Search each line below for "GlossMap", then return the lines where it appears.

INPUT DATA:

↓

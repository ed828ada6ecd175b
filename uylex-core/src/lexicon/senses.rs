//! Sense resolution
//!
//! Dictionaries point between entries: a word's only translation may be
//! `see ئالما` or `plural form of ئالما`. These references form an alias
//! graph over source words. Resolution follows the references depth-first
//! and replaces each one by whatever the referenced entry translates to,
//! so only real glosses survive.

use crate::lexicon::charset::is_arabic_char;
use once_cell::sync::Lazy;
use regex::Regex;
use serde::Serialize;
use std::collections::{BTreeMap, BTreeSet};

static REFERENCE: Lazy<Regex> = Lazy::new(|| Regex::new(r"^see|^form of|^[a-z]+ form of").unwrap());

/// A translation together with the origin it came from
///
/// Glosses order by origin first, then target.
#[derive(Debug, Clone, PartialEq, Eq, PartialOrd, Ord, Hash, Serialize)]
pub struct Gloss {
    pub origin: String,
    pub target: String,
}

impl Gloss {
    pub fn new(origin: impl Into<String>, target: impl Into<String>) -> Self {
        Gloss {
            origin: origin.into(),
            target: target.into(),
        }
    }
}

/// Source word → glosses, in insertion order per word
pub type GlossMap = BTreeMap<String, Vec<Gloss>>;

/// The word a cross-reference points to, if `target` is one
///
/// The referenced word is the run of Arabic-script or non-letter
/// characters right after the marker, so `see ئالما fruit` points at
/// `ئالما`. A marker followed by Latin text (`see also`) is not a reference.
pub fn referenced_word(target: &str) -> Option<String> {
    let marker = REFERENCE.find(target)?;
    let word: String = target[marker.end()..]
        .chars()
        .take_while(|c| is_arabic_char(*c) || !c.is_alphabetic())
        .collect();
    let word = word.trim();
    (!word.is_empty()).then(|| word.to_string())
}

/// Resolve every gloss of `word`, following cross-references
///
/// A reference to an unknown word resolves to nothing. Cycles are cut: a
/// word already on the current path contributes no glosses.
pub fn resolve(glosses: &GlossMap, word: &str) -> Vec<Gloss> {
    let mut path = Vec::new();
    resolve_along(glosses, word, &mut path)
}

fn resolve_along(glosses: &GlossMap, word: &str, path: &mut Vec<String>) -> Vec<Gloss> {
    if path.iter().any(|visited| visited == word) {
        return Vec::new();
    }

    let mut resolved = Vec::new();
    for gloss in glosses.get(word).into_iter().flatten() {
        match referenced_word(&gloss.target) {
            Some(next) => {
                path.push(word.to_string());
                resolved.extend(resolve_along(glosses, &next, path));
                path.pop();
            }
            None => resolved.push(gloss.clone()),
        }
    }
    resolved
}

fn uppercase_count(s: &str) -> usize {
    s.chars().filter(|c| c.is_uppercase()).count()
}

/// Replace each gloss by its most capitalized case variant
///
/// `london` and `London` are the same gloss; the variant with more
/// uppercase letters wins, ties going to the first in sort order.
/// Variants with the same number of capitals but different spelling
/// (`iPod` / `Ipod`) are reported and both kept.
pub fn prefer_uppercased(glosses: &BTreeSet<Gloss>) -> BTreeSet<Gloss> {
    let mut preferred = BTreeSet::new();
    for gloss in glosses {
        let lower = gloss.target.to_lowercase();
        let own = uppercase_count(&gloss.target);
        let mut best = gloss;
        for other in glosses {
            if other.target.to_lowercase() != lower {
                continue;
            }
            let theirs = uppercase_count(&other.target);
            if theirs > own && theirs > uppercase_count(&best.target) {
                best = other;
            } else if theirs == own && other.target != gloss.target && gloss < other {
                tracing::warn!(
                    first = %gloss.target,
                    second = %other.target,
                    "case variants with the same number of capitals"
                );
            }
        }
        preferred.insert(best.clone());
    }
    preferred
}

/// Word-level pairs derived from a multi-word entry
///
/// When a source phrase and one of its glosses have the same number of
/// words, the words are paired up positionally. Only pairs whose source
/// word is written entirely in Arabic script and that the cleaned
/// dictionary does not already contain are returned.
pub fn singletons(cleaned: &GlossMap, source: &str, glosses: &BTreeSet<Gloss>) -> Vec<(String, Gloss)> {
    let source_words: Vec<&str> = source.split_whitespace().collect();
    if source_words.len() < 2 {
        return Vec::new();
    }

    let mut pairs = Vec::new();
    for gloss in glosses {
        let target_words: Vec<&str> = gloss.target.split_whitespace().collect();
        if target_words.len() != source_words.len() {
            continue;
        }
        for (word, translation) in source_words.iter().zip(&target_words) {
            let candidate = Gloss::new(gloss.origin.clone(), *translation);
            let known = cleaned
                .get(*word)
                .is_some_and(|existing| existing.contains(&candidate));
            if word.chars().all(is_arabic_char) && !known {
                pairs.push((word.to_string(), candidate));
            }
        }
    }
    pairs
}
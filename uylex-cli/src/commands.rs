//! Subcommand handlers
//!
//! Each handler reads its inputs, runs one pipeline stage from
//! `uylex-core` and writes the result. Errors come back as ready-to-print
//! messages.

use std::fs::{self, File};
use std::io::{self, BufWriter, Write};
use uylex_config::UylexConfig;
use uylex_core::lexicon::expansion::Expander;
use uylex_core::lexicon::grammar::{Pertainyms, StemRules, SuffixGrammar};
use uylex_core::lexicon::loader::LexiconLoader;
use uylex_core::lexicon::normalizer::Normalizer;
use uylex_core::lexicon::postag::{tag_lines, HeuristicTagger, PosTagger};
use uylex_core::lexicon::stemmer::Stemmer;

/// Read a whole file, or stdin when no path is given
pub fn read_input(path: Option<&str>) -> Result<LexiconLoader, String> {
    match path {
        Some(path) => LexiconLoader::from_path(path)
            .map_err(|e| format!("Failed to read '{}': {}", path, e)),
        None => LexiconLoader::from_reader(io::stdin().lock())
            .map_err(|e| format!("Failed to read stdin: {}", e)),
    }
}

/// Create a file for writing, or use stdout when no path is given
pub fn open_output(path: Option<&str>) -> Result<Box<dyn Write>, String> {
    match path {
        Some(path) => {
            let file = File::create(path).map_err(|e| format!("Failed to create '{}': {}", path, e))?;
            Ok(Box::new(BufWriter::new(file)))
        }
        None => Ok(Box::new(BufWriter::new(io::stdout().lock()))),
    }
}

fn read_file(path: &str) -> Result<String, String> {
    fs::read_to_string(path).map_err(|e| format!("Failed to read '{}': {}", path, e))
}

fn write_error(e: io::Error) -> String {
    format!("Failed to write output: {}", e)
}

pub struct NormalizeArgs<'a> {
    pub input: Option<&'a str>,
    pub output: Option<&'a str>,
    pub explanation: Option<&'a str>,
    pub stats_json: bool,
}

/// Normalize a flat dictionary
pub fn normalize(config: &UylexConfig, args: NormalizeArgs<'_>) -> Result<(), String> {
    let options = config.normalize.options();
    tracing::debug!(?options, "normalizing");

    let loader = read_input(args.input)?;
    let lexicon = loader
        .with(Normalizer::new(options).transform())
        .map_err(|e| format!("Normalization failed: {}", e))?;

    let mut out = open_output(args.output)?;
    lexicon.write_lexicon(&mut out).map_err(write_error)?;
    out.flush().map_err(write_error)?;

    if let Some(path) = args.explanation {
        let mut report = open_output(Some(path))?;
        lexicon.write_explanation(&mut report).map_err(write_error)?;
        report.flush().map_err(write_error)?;
    }

    if args.stats_json {
        let json = serde_json::to_string(&lexicon.stats)
            .map_err(|e| format!("JSON serialization failed: {}", e))?;
        eprintln!("{}", json);
    } else {
        eprintln!("{}", lexicon.stats);
    }
    Ok(())
}

/// Print the head tag of every input line
///
/// With `lexicon`, input lines are lexicon entries and their targets are
/// tagged.
pub fn pos_tag(input: Option<&str>, output: Option<&str>, lexicon: bool) -> Result<(), String> {
    let loader = read_input(input)?;
    let tagger = HeuristicTagger::new();
    let mut out = open_output(output)?;

    if lexicon {
        let entries = loader.entries().map_err(|e| e.to_string())?;
        for entry in &entries {
            writeln!(out, "{}", tagger.head_tag(&entry.target)).map_err(write_error)?;
        }
    } else {
        for tag in tag_lines(&tagger, loader.source_ref()) {
            writeln!(out, "{}", tag).map_err(write_error)?;
        }
    }
    out.flush().map_err(write_error)
}

/// Stem a tagged lexicon
///
/// Reads `<lexicon>` and `<lexicon>.postags`, writes `<lexicon>.stemmed`
/// and `<lexicon>.stemmed.postags` (extensions come from the config).
pub fn stem(config: &UylexConfig, grammar: &str, lexicon: &str) -> Result<(), String> {
    let rules = StemRules::parse(&read_file(grammar)?)
        .map_err(|e| format!("Invalid grammar '{}': {}", grammar, e))?;
    let stemmer = Stemmer::new(rules);

    let tags_path = format!("{}.{}", lexicon, config.stem.tags_extension);
    let entries = read_input(Some(lexicon))?
        .entries()
        .map_err(|e| format!("{}: {}", lexicon, e))?;
    let tags = read_input(Some(tags_path.as_str()))?
        .tags()
        .map_err(|e| format!("{}: {}", tags_path, e))?;
    if entries.len() != tags.len() {
        tracing::warn!(
            entries = entries.len(),
            tags = tags.len(),
            "lexicon and tag file differ in length"
        );
    }

    let stemmed_path = format!("{}.{}", lexicon, config.stem.output_extension);
    let stemmed_tags_path = format!("{}.{}", stemmed_path, config.stem.tags_extension);
    let mut lexicon_out = open_output(Some(stemmed_path.as_str()))?;
    let mut tags_out = open_output(Some(stemmed_tags_path.as_str()))?;

    let mut written = 0;
    for (entry, tag) in stemmer.stem(&entries, tags) {
        writeln!(lexicon_out, "{}", entry).map_err(write_error)?;
        writeln!(tags_out, "{}", tag).map_err(write_error)?;
        written += 1;
    }
    lexicon_out.flush().map_err(write_error)?;
    tags_out.flush().map_err(write_error)?;

    tracing::info!(written, path = %stemmed_path, "wrote stemmed lexicon");
    Ok(())
}

pub struct ExpandArgs<'a> {
    pub grammar: &'a str,
    pub pertainyms: &'a str,
    pub input: Option<&'a str>,
    pub output: Option<&'a str>,
}

/// Expand every lexicon entry with its suffixed forms
pub fn expand(config: &UylexConfig, args: ExpandArgs<'_>) -> Result<(), String> {
    let grammar = SuffixGrammar::parse(&read_file(args.grammar)?);
    let pertainyms = Pertainyms::parse(&read_file(args.pertainyms)?);
    tracing::info!(pertainyms = pertainyms.len(), "loaded pertainyms");

    let expander = Expander::new(grammar, pertainyms)
        .with_skip_categories(config.expand.skip_categories.iter().cloned());
    let entries = read_input(args.input)?
        .entries()
        .map_err(|e| e.to_string())?;

    let mut out = open_output(args.output)?;
    for entry in expander.expand_all(&entries) {
        writeln!(out, "{}", entry).map_err(write_error)?;
    }
    out.flush().map_err(write_error)
}
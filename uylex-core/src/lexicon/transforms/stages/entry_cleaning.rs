//! Entry cleaning stage
//!
//! Parses sanitized lines into entries and reduces each entry to short
//! `(source, gloss)` pairs: annotations are removed, both sides are split
//! into alternatives, targets are split into sentences, and glosses that
//! are doubtful, empty or too long are dropped.

use crate::lexicon::cleaning::{
    clean_source, clean_target, is_unsure, split_phrases, strip_gloss_prefixes, word_count,
};
use crate::lexicon::entry::LexEntry;
use crate::lexicon::normalizer::{CleanedLexicon, NormalizeOptions, SanitizedLexicon};
use crate::lexicon::senses::Gloss;
use crate::lexicon::sentences::{split_fine, SentenceSplitter};
use crate::lexicon::transforms::{Runnable, TransformError};
use std::sync::Arc;
use unicode_normalization::UnicodeNormalization;

/// Entry cleaning stage
///
/// # Input
/// - `SanitizedLexicon` - sanitized lines
///
/// # Output
/// - `CleanedLexicon` - original and cleaned gloss maps, with counters
pub struct EntryCleaning {
    options: NormalizeOptions,
    splitter: Arc<dyn SentenceSplitter + Send + Sync>,
}

impl EntryCleaning {
    pub fn new(options: NormalizeOptions, splitter: Arc<dyn SentenceSplitter + Send + Sync>) -> Self {
        EntryCleaning { options, splitter }
    }

    fn alternatives(&self, field: String) -> Vec<String> {
        if self.options.split {
            split_phrases(&field)
        } else {
            vec![field]
        }
    }

    fn glosses(&self, coarse: &str) -> Vec<String> {
        if self.options.sentence_split {
            split_fine(self.splitter.as_ref(), coarse)
        } else {
            vec![coarse.trim().to_string()]
        }
    }

    fn clean_entry(&self, entry: &LexEntry, lexicon: &mut CleanedLexicon) {
        let sources = self.alternatives(clean_source(&entry.source));
        let targets = self.alternatives(clean_target(&entry.target));
        let origin: String = entry.origin.nfkc().collect();

        for source in &sources {
            let source: String = source.trim().nfkc().collect();
            for coarse in targets.iter().filter(|t| !is_unsure(t)) {
                for gloss in self.glosses(coarse) {
                    let gloss = strip_gloss_prefixes(&gloss);
                    if gloss.is_empty() || source.is_empty() {
                        continue;
                    }
                    if word_count(&gloss) > self.options.target_limit {
                        lexicon.stats.too_many_words += 1;
                        continue;
                    }
                    lexicon
                        .cleaned
                        .entry(source.clone())
                        .or_default()
                        .push(Gloss::new(origin.clone(), gloss.nfkc().collect::<String>()));
                }
            }
        }
    }
}

impl Runnable<SanitizedLexicon, CleanedLexicon> for EntryCleaning {
    fn run(&self, input: SanitizedLexicon) -> Result<CleanedLexicon, TransformError> {
        let mut lexicon = CleanedLexicon::default();

        for line in &input.lines {
            let entry = match LexEntry::parse(line) {
                Ok(entry) => entry,
                Err(err) => {
                    tracing::debug!(line = %line, error = %err, "skipping malformed line");
                    lexicon.stats.bad += 1;
                    continue;
                }
            };

            lexicon
                .original
                .entry(entry.source.nfkc().collect())
                .or_default()
                .push(Gloss::new(
                    entry.origin.nfkc().collect::<String>(),
                    entry.target.nfkc().collect::<String>(),
                ));

            if word_count(&entry.target) > self.options.early_target_limit {
                lexicon.stats.too_many_words += 1;
                continue;
            }
            self.clean_entry(&entry, &mut lexicon);
        }

        tracing::info!(
            sources = lexicon.cleaned.len(),
            bad = lexicon.stats.bad,
            too_many_words = lexicon.stats.too_many_words,
            "cleaned entries"
        );
        Ok(lexicon)
    }
}

#[cfg(test)]
mod tests {
    use super::*;
    use crate::lexicon::sentences::RuleSplitter;
    use std::collections::BTreeSet;

    fn sanitized(lines: &[&str]) -> SanitizedLexicon {
        SanitizedLexicon {
            lines: lines.iter().map(|l| l.to_string()).collect(),
            strippables: BTreeSet::new(),
        }
    }

    fn stage(options: NormalizeOptions) -> EntryCleaning {
        EntryCleaning::new(options, Arc::new(RuleSplitter::new()))
    }

    #[test]
    fn test_splits_both_sides() {
        let result = stage(NormalizeOptions::default())
            .run(sanitized(&["a, b\tDICT\tto eat; to drink"]))
            .unwrap();

        let expected = vec![Gloss::new("DICT", "eat"), Gloss::new("DICT", "drink")];
        assert_eq!(result.cleaned.get("a"), Some(&expected));
        assert_eq!(result.cleaned.get("b"), Some(&expected));
        assert_eq!(result.original.get("a, b").map(Vec::len), Some(1));
    }

    #[test]
    fn test_skips_unsure_and_empty_glosses() {
        let result = stage(NormalizeOptions::default())
            .run(sanitized(&["a\tDICT\t??; \"quoted\"; NO_GLOSS; (only a remark); real"]))
            .unwrap();

        assert_eq!(result.cleaned.get("a"), Some(&vec![Gloss::new("DICT", "real")]));
    }

    #[test]
    fn test_sentence_split_toggle() {
        let line = "a\tDICT\tA hut. The shed";
        let split = stage(NormalizeOptions::default())
            .run(sanitized(&[line]))
            .unwrap();
        assert_eq!(split.cleaned["a"].len(), 2);

        let options = NormalizeOptions {
            sentence_split: false,
            ..NormalizeOptions::default()
        };
        let unsplit = stage(options).run(sanitized(&[line])).unwrap();
        assert_eq!(unsplit.cleaned["a"], vec![Gloss::new("DICT", "A hut. The shed")]);
    }

    #[test]
    fn test_counts() {
        let result = stage(NormalizeOptions::default())
            .run(sanitized(&["broken line", "", "a\tDICT\tone two three four five"]))
            .unwrap();

        assert_eq!(result.stats.bad, 2);
        assert_eq!(result.stats.too_many_words, 1);
        assert!(result.cleaned.is_empty());
        assert_eq!(result.original.len(), 1);
    }
}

↑

OUTPUT FOR THIS EXERCISE:
pub type GlossMap = BTreeMap<String, Vec<Gloss>>;
pub fn resolve(glosses: &GlossMap, word: &str) -> Vec<Gloss> {
fn resolve_along(glosses: &GlossMap, word: &str, path: &mut Vec<String>) -> Vec<Gloss> {
pub fn singletons(cleaned: &GlossMap, source: &str, glosses: &BTreeSet<Gloss>) -> Vec<(String, Gloss)> {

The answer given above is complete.